[[ Records for the task open ]]

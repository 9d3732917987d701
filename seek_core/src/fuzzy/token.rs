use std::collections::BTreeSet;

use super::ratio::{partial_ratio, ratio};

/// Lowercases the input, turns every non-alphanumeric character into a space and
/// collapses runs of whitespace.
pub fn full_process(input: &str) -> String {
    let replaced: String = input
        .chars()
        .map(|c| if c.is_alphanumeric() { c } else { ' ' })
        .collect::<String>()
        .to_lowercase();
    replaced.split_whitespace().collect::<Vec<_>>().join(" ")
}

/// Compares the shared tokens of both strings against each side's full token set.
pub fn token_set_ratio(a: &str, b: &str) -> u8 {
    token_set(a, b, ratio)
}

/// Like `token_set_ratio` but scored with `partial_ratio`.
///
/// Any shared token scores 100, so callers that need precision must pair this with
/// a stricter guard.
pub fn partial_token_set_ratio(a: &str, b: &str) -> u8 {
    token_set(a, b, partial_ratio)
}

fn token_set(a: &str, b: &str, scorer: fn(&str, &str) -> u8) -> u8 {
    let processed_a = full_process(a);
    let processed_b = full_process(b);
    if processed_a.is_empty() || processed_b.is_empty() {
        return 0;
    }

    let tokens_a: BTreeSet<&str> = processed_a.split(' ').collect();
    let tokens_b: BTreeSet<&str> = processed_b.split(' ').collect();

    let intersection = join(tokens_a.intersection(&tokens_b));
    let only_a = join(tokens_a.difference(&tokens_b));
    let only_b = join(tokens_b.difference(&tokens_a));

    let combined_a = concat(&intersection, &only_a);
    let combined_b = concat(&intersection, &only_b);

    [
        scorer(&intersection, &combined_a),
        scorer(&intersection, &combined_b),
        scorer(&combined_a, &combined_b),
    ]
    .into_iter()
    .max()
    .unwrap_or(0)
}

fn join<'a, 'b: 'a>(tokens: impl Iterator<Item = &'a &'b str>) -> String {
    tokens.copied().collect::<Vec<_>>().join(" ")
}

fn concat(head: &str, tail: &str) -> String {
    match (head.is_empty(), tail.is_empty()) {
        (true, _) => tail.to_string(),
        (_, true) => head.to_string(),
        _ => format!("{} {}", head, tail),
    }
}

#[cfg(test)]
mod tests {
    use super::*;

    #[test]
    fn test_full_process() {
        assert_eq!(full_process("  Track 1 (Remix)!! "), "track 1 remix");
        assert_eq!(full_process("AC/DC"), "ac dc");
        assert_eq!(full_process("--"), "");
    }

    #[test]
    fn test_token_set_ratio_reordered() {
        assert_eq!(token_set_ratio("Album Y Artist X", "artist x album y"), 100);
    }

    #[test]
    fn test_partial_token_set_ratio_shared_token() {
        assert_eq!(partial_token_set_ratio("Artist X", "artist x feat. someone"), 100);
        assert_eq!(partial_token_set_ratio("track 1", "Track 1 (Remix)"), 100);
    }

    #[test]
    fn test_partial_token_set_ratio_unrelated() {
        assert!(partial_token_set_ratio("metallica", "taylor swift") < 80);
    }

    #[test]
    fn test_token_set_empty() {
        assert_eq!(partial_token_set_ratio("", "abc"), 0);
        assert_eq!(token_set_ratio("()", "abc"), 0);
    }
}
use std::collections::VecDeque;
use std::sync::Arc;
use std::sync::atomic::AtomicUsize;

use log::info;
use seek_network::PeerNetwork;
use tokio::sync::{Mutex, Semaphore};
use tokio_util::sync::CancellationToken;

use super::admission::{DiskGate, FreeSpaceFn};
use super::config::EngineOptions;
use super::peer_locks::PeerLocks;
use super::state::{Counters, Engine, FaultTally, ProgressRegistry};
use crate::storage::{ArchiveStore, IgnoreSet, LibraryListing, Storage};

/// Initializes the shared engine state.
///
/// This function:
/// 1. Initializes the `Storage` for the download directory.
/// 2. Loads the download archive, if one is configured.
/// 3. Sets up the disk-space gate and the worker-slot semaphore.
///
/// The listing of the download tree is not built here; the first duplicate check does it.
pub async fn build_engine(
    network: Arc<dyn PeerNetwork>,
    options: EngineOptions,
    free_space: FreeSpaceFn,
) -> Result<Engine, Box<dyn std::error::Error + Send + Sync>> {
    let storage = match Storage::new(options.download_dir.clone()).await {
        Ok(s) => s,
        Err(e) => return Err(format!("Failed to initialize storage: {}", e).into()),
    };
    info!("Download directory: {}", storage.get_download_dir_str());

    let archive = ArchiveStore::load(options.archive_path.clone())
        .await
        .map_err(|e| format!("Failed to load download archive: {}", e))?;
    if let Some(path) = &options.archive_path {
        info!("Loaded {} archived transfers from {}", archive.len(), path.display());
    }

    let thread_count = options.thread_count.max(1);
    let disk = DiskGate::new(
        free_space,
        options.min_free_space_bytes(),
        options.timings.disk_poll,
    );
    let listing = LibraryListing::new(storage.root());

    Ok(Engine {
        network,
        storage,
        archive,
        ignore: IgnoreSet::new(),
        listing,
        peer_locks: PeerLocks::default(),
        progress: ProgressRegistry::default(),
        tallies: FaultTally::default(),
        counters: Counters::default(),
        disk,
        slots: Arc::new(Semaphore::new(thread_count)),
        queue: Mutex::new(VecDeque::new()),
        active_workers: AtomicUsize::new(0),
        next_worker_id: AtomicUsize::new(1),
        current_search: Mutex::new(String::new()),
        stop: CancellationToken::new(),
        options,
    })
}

[[ Records for the task closed ]]

* Task *
Reproduce all of the data. Leave every line unchanged.

* Exercise result *
repository 9d3732917987d701
filename seek_core/src/fuzzy/token.rs
use std::collections::BTreeSet;

use super::ratio::{partial_ratio, ratio};

/// Lowercases the input, turns every non-alphanumeric character into a space and
/// collapses runs of whitespace.
pub fn full_process(input: &str) -> String {
    let replaced: String = input
        .chars()
        .map(|c| if c.is_alphanumeric() { c } else { ' ' })
        .collect::<String>()
        .to_lowercase();
    replaced.split_whitespace().collect::<Vec<_>>().join(" ")
}

/// Compares the shared tokens of both strings against each side's full token set.
pub fn token_set_ratio(a: &str, b: &str) -> u8 {
    token_set(a, b, ratio)
}

/// Like `token_set_ratio` but scored with `partial_ratio`.
///
/// Any shared token scores 100, so callers that need precision must pair this with
/// a stricter guard.
pub fn partial_token_set_ratio(a: &str, b: &str) -> u8 {
    token_set(a, b, partial_ratio)
}

fn token_set(a: &str, b: &str, scorer: fn(&str, &str) -> u8) -> u8 {
    let processed_a = full_process(a);
    let processed_b = full_process(b);
    if processed_a.is_empty() || processed_b.is_empty() {
        return 0;
    }

    let tokens_a: BTreeSet<&str> = processed_a.split(' ').collect();
    let tokens_b: BTreeSet<&str> = processed_b.split(' ').collect();

    let intersection = join(tokens_a.intersection(&tokens_b));
    let only_a = join(tokens_a.difference(&tokens_b));
    let only_b = join(tokens_b.difference(&tokens_a));

    let combined_a = concat(&intersection, &only_a);
    let combined_b = concat(&intersection, &only_b);

    [
        scorer(&intersection, &combined_a),
        scorer(&intersection, &combined_b),
        scorer(&combined_a, &combined_b),
    ]
    .into_iter()
    .max()
    .unwrap_or(0)
}

fn join<'a, 'b: 'a>(tokens: impl Iterator<Item = &'a &'b str>) -> String {
    tokens.copied().collect::<Vec<_>>().join(" ")
}

fn concat(head: &str, tail: &str) -> String {
    match (head.is_empty(), tail.is_empty()) {
        (true, _) => tail.to_string(),
        (_, true) => head.to_string(),
        _ => format!("{} {}", head, tail),
    }
}

#[cfg(test)]
mod tests {
    use super::*;

    #[test]
    fn test_full_process() {
        assert_eq!(full_process("  Track 1 (Remix)!! "), "track 1 remix");
        assert_eq!(full_process("AC/DC"), "ac dc");
        assert_eq!(full_process("--"), "");
    }

    #[test]
    fn test_token_set_ratio_reordered() {
        assert_eq!(token_set_ratio("Album Y Artist X", "artist x album y"), 100);
    }

    #[test]
    fn test_partial_token_set_ratio_shared_token() {
        assert_eq!(partial_token_set_ratio("Artist X", "artist x feat. someone"), 100);
        assert_eq!(partial_token_set_ratio("track 1", "Track 1 (Remix)"), 100);
    }

    #[test]
    fn test_partial_token_set_ratio_unrelated() {
        assert!(partial_token_set_ratio("metallica", "taylor swift") < 80);
    }

    #[test]
    fn test_token_set_empty() {
        assert_eq!(partial_token_set_ratio("", "abc"), 0);
        assert_eq!(token_set_ratio("()", "abc"), 0);
    }
}
use std::collections::VecDeque;
use std::sync::Arc;
use std::sync::atomic::AtomicUsize;

use log::info;
use seek_network::PeerNetwork;
use tokio::sync::{Mutex, Semaphore};
use tokio_util::sync::CancellationToken;

use super::admission::{DiskGate, FreeSpaceFn};
use super::config::EngineOptions;
use super::peer_locks::PeerLocks;
use super::state::{Counters, Engine, FaultTally, ProgressRegistry};
use crate::storage::{ArchiveStore, IgnoreSet, LibraryListing, Storage};

/// Initializes the shared engine state.
///
/// This function:
/// 1. Initializes the `Storage` for the download directory.
/// 2. Loads the download archive, if one is configured.
/// 3. Sets up the disk-space gate and the worker-slot semaphore.
///
/// The listing of the download tree is not built here; the first duplicate check does it.
pub async fn build_engine(
    network: Arc<dyn PeerNetwork>,
    options: EngineOptions,
    free_space: FreeSpaceFn,
) -> Result<Engine, Box<dyn std::error::Error + Send + Sync>> {
    let storage = match Storage::new(options.download_dir.clone()).await {
        Ok(s) => s,
        Err(e) => return Err(format!("Failed to initialize storage: {}", e).into()),
    };
    info!("Download directory: {}", storage.get_download_dir_str());

    let archive = ArchiveStore::load(options.archive_path.clone())
        .await
        .map_err(|e| format!("Failed to load download archive: {}", e))?;
    if let Some(path) = &options.archive_path {
        info!("Loaded {} archived transfers from {}", archive.len(), path.display());
    }

    let thread_count = options.thread_count.max(1);
    let disk = DiskGate::new(
        free_space,
        options.min_free_space_bytes(),
        options.timings.disk_poll,
    );
    let listing = LibraryListing::new(storage.root());

    Ok(Engine {
        network,
        storage,
        archive,
        ignore: IgnoreSet::new(),
        listing,
        peer_locks: PeerLocks::default(),
        progress: ProgressRegistry::default(),
        tallies: FaultTally::default(),
        counters: Counters::default(),
        disk,
        slots: Arc::new(Semaphore::new(thread_count)),
        queue: Mutex::new(VecDeque::new()),
        active_workers: AtomicUsize::new(0),
        next_worker_id: AtomicUsize::new(1),
        current_search: Mutex::new(String::new()),
        stop: CancellationToken::new(),
        options,
    })
}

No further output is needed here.